A Merano alla scoperta dei Giardini del Castello di Trauttmansdorff con i bambini

A Merano c'è un luogo magico e all'aperto tutto da scoprire anche con i bambini, si tratta dei Giardini del Castello di Trauttmasdorff, che, specialemente in primavera si trasformano in un tripudio di colori.

Passeggiando in questo giardino di ben 12 ettari, ubicato sotto il castello di Trauttmansdorff si potrà scorgere l'imponenza delle montagne alpine, rilassarsi sulle rive del Laghetto delle Ninfee e - cosa che piaceraà particolarmente ai bambini - provare il flipper turistico più grande del mondo.

Sono ben 80 gli spettacolari ambienti botanici che si possono ammirare nei Giardini del castello di Trauttmansdorff con piante e specie provenienti da tutto il mondo.

Sui sentieri che si snodano lungo il percorso, si va alla scoperta di quattro aree tematiche, attraversando terrazzamenti soleggiati e ruscelli gorgoglianti. Sul versante meridionale, ai piedi del castello, si trovano i Giardini del Sole dal fascino tipicamente mediterraneo, con un oliveto, cactus, aloe e agavi.

Nei Giardini Acquatici e Terrazzati, scale e piccoli corsi d’acqua collegano i vari livelli, per passare dalle aiuole disposte geometricamente nel Giardino dei Sensi. Ai piedi dei terrazzamenti si incontra poi il Laghetto delle Ninfee, circondato da oltre 200 palme, ma anche da camelie e azalee.

Sul lato nord del castello si estendono i Boschi del Mondo con esempi in miniatura delle foreste dell’Asia e dell’America mentre nella Serra si possono ammirare piante tropicali e un terrario. E per finire, troviamo i Paesaggi dell’Alto Adige che offrono uno spaccato reale di ambienti naturali e agricoli locali.

Con un frutteto diffuso, coltivato con antiche varietà di mele e pere, un orto di montagna e un vigneto viene illustrato il tipico paesaggio culturale altoatesino.

Oltre a vari giardini tematici e collezioni di piante, nei Giardini si possono ammirare anche svariati padiglioni artistici e stazioni multisensoriali. I visitatori e i bambini possono, ad esempio, provare l’emozione di entrare all’interno di un cactus o avventurarsi su un traballante ponte. E non mancano anche animali come alpaca, pecore racka e capre che scorrazzano felici nei Giardini.

Il Museo Provinciale del Turismo

All'interno del Castello di Trauttmansdorff è situato il Museo Provinciale del Turismo, che in modo interattivo, racconta 250 anni di storia del turismo nelle Alpi. Il Museo propone un viaggio nel tempo facendo scoprire il turismo alpino sia dal punto di vista della popolazione locale, sia dei viaggiatori.
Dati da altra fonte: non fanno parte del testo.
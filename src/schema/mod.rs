//! Schema registry for the assessment dataset.
//!
//! Defines the fixed skill-field enumeration, the skill code list, and the
//! derived wide-table column layout (`{skill}_{field}`). The registry is an
//! explicitly constructed, immutable [`Schema`] value passed into every
//! component, so tests can substitute smaller schemas.

use serde::{Deserialize, Serialize};

use crate::error::{SchemaError, SchemaResult};

/// Key columns shared by every wide row, in column order.
pub const KEY_COLUMNS: [&str; 3] = ["Date", "Person", "Scorer"];

/// The production skill code list.
pub const STANDARD_SKILLS: &[&str] = &[
    "A1", "A2", "B1", "B2", "B3", "B4", "B5", "B6", "B7", "C1", "C2", "C3",
    "C4", "C5", "C6", "C7", "D1", "D2", "D3", "E1", "E2", "E3", "F1", "F2",
    "F3", "F4", "F5", "F6", "F7", "G1", "G2", "H1", "H2", "H3", "I1", "I2",
    "J1", "J2", "K1", "K2", "L1", "L2", "L3", "M1", "M2", "M3", "M4", "M5",
    "N1", "N2", "O1", "O2", "P1", "Q1", "Q2", "Q3", "Q4", "Q5", "Q6", "Q7",
    "Q8", "Q9", "R1", "R2", "R3", "R4", "R5", "R6", "S1", "S2", "S3", "T1",
    "T2", "U1", "U2", "U3", "U4", "U5", "U6", "U7", "U8", "U9", "V1", "W1",
    "X1", "X2", "X3",
];

/// The production scorer-type list (rating perspectives).
pub const STANDARD_SCORERS: &[&str] = &["Self", "PI", "DM", "ODK", "SO"];

// =============================================================================
// Skill Field
// =============================================================================

/// Measurement kind repeated per skill.
///
/// Order is significant: wide-table columns for a skill appear in this
/// enumeration order, and tidy output preserves it.
#[derive(Debug, Clone, Copy, PartialEq, Eq, Hash, Serialize, Deserialize)]
#[serde(rename_all = "snake_case")]
pub enum SkillField {
    Relevancy,
    Priority,
    Score,
    Notes,
    CurrentCapacity,
    TargetedCapacity,
}

impl SkillField {
    /// All field types in column order.
    pub const ALL: [SkillField; 6] = [
        SkillField::Relevancy,
        SkillField::Priority,
        SkillField::Score,
        SkillField::Notes,
        SkillField::CurrentCapacity,
        SkillField::TargetedCapacity,
    ];

    /// Column-name suffix for this field type.
    pub fn suffix(&self) -> &'static str {
        match self {
            SkillField::Relevancy => "relevancy",
            SkillField::Priority => "priority",
            SkillField::Score => "score",
            SkillField::Notes => "notes",
            SkillField::CurrentCapacity => "current_capacity",
            SkillField::TargetedCapacity => "targeted_capacity",
        }
    }

    /// Parse a field type from its column-name suffix.
    pub fn from_suffix(suffix: &str) -> Option<Self> {
        Self::ALL.into_iter().find(|f| f.suffix() == suffix)
    }

    /// Whether cells of this field are nullable integers (everything but
    /// notes, which stay textual).
    pub fn is_numeric(&self) -> bool {
        !matches!(self, SkillField::Notes)
    }

    /// Whether this field is a person-level fact independent of the rating
    /// scorer (the "no-scorer" set).
    pub fn is_person_level(&self) -> bool {
        matches!(
            self,
            SkillField::CurrentCapacity | SkillField::TargetedCapacity
        )
    }
}

impl std::fmt::Display for SkillField {
    fn fmt(&self, f: &mut std::fmt::Formatter<'_>) -> std::fmt::Result {
        f.write_str(self.suffix())
    }
}

// =============================================================================
// Schema
// =============================================================================

/// Immutable definition of the dataset's skill codes and scorer types.
///
/// All column layout questions are answered here: skills iterate in list
/// order, and within each skill the fields iterate in [`SkillField::ALL`]
/// order.
#[derive(Debug, Clone, PartialEq, Eq)]
pub struct Schema {
    skills: Vec<String>,
    scorers: Vec<String>,
}

impl Schema {
    /// Build a schema from explicit skill codes and scorer types.
    pub fn new<S, T>(skills: &[S], scorers: &[T]) -> SchemaResult<Self>
    where
        S: AsRef<str>,
        T: AsRef<str>,
    {
        if skills.is_empty() {
            return Err(SchemaError::EmptySkills);
        }
        if scorers.is_empty() {
            return Err(SchemaError::NoScorers);
        }
        let mut seen = std::collections::HashSet::new();
        for skill in skills {
            if !seen.insert(skill.as_ref()) {
                return Err(SchemaError::DuplicateSkill(skill.as_ref().to_string()));
            }
        }
        Ok(Self {
            skills: skills.iter().map(|s| s.as_ref().to_string()).collect(),
            scorers: scorers.iter().map(|s| s.as_ref().to_string()).collect(),
        })
    }

    /// The production schema: 85 skill codes, 5 scorer types.
    pub fn standard() -> Self {
        Self::new(STANDARD_SKILLS, STANDARD_SCORERS)
            .expect("standard skill list is non-empty and duplicate-free")
    }

    /// Ordered skill codes.
    pub fn skills(&self) -> &[String] {
        &self.skills
    }

    /// Ordered scorer types.
    pub fn scorers(&self) -> &[String] {
        &self.scorers
    }

    /// Number of skill-field value columns per wide row.
    pub fn value_count(&self) -> usize {
        self.skills.len() * SkillField::ALL.len()
    }

    /// Composite column name for a (skill, field) pair.
    pub fn column_name(skill: &str, field: SkillField) -> String {
        format!("{}_{}", skill, field.suffix())
    }

    /// Iterate (skill, field) pairs in wide-column order.
    pub fn columns(&self) -> impl Iterator<Item = (&str, SkillField)> + '_ {
        self.skills
            .iter()
            .flat_map(|skill| SkillField::ALL.into_iter().map(move |f| (skill.as_str(), f)))
    }

    /// Full wide-table header: key columns followed by skill-field columns.
    pub fn wide_header(&self) -> Vec<String> {
        KEY_COLUMNS
            .iter()
            .map(|s| s.to_string())
            .chain(self.columns().map(|(s, f)| Schema::column_name(s, f)))
            .collect()
    }
}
Al termine della visita sarà poi possibile ripercorrere tutto l’Alto Adige sul flipper turistico più grande del mondo, il “Gioco dell’Alto Adige”. I bambini, ma anche gli adulti, si divertono a manovrare il grande flipper di legno di oltre 20 metri quadrati.

Dopo la visita al museo, vale sicuramente la pena fare una passeggiata nelle storiche sale restaurate di Castel Trauttmansdorff al secondo piano. Passando dal nucleo medievale della sala degli affreschi alla sala neo-rococò, i visitatori possono farsi un’idea della ricca e movimentata evoluzione storico-artistica del castello, in cui i precedenti proprietari hanno lasciato le loro tracce. La mostra permanente allestita nelle sale storiche del castello dedica un fastoso monumento a ciascuno dei suoi illustri abitanti.

L’ospite probabilmente più illustre di Castel Trauttmansdorff fu l’imperatrice Elisabetta, detta Sissi. Al secondo piano del castello si trovano gli ex alloggi dell’imperatrice – grande amante di viaggi – in cui soggiornò durante i mesi invernali del 1870/71 e del 1889. La corte dell’imperatrice, che contava 102 persone, occupava invece alcune delle dimore e dei castelli della zona. Quando, poche settimane dopo il loro arrivo a Castel Trauttmansdorff, i giornali viennesi riferirono che la figlia Marie Valerie, di salute cagionevole, stava molto meglio nel mite clima invernale di Merano, la città acquisì fama di città di cura.